* **What you should do**: Return every line below in which "crates" appears.

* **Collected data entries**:
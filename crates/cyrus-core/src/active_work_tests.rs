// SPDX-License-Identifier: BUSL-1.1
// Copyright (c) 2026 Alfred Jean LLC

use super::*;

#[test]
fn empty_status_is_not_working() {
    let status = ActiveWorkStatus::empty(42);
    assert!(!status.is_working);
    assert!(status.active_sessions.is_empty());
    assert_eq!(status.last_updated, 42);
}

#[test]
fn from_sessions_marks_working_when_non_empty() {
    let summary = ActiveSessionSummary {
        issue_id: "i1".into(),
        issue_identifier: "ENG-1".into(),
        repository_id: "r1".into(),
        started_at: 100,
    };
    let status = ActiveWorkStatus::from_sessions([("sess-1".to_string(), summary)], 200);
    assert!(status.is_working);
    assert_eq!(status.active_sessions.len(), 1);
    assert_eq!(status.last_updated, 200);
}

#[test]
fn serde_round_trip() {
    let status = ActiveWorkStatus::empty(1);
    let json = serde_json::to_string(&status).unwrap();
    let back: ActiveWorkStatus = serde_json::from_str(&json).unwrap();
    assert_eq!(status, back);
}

* * *

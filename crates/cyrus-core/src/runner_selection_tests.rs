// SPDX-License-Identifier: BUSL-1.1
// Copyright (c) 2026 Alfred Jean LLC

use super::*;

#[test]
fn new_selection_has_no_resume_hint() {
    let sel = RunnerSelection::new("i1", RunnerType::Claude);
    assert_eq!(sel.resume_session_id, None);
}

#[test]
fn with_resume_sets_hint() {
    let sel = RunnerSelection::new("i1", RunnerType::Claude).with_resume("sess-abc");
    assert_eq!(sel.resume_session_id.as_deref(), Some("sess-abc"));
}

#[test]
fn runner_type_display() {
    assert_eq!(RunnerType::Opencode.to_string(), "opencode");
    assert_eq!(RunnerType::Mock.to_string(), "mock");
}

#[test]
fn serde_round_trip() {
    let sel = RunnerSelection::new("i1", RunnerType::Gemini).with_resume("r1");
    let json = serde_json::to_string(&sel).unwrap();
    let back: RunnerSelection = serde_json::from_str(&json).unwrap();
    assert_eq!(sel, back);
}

* **Task response**:
filename crates/cyrus-core/src/active_work_tests.rs
filename crates/cyrus-core/src/runner_selection_tests.rs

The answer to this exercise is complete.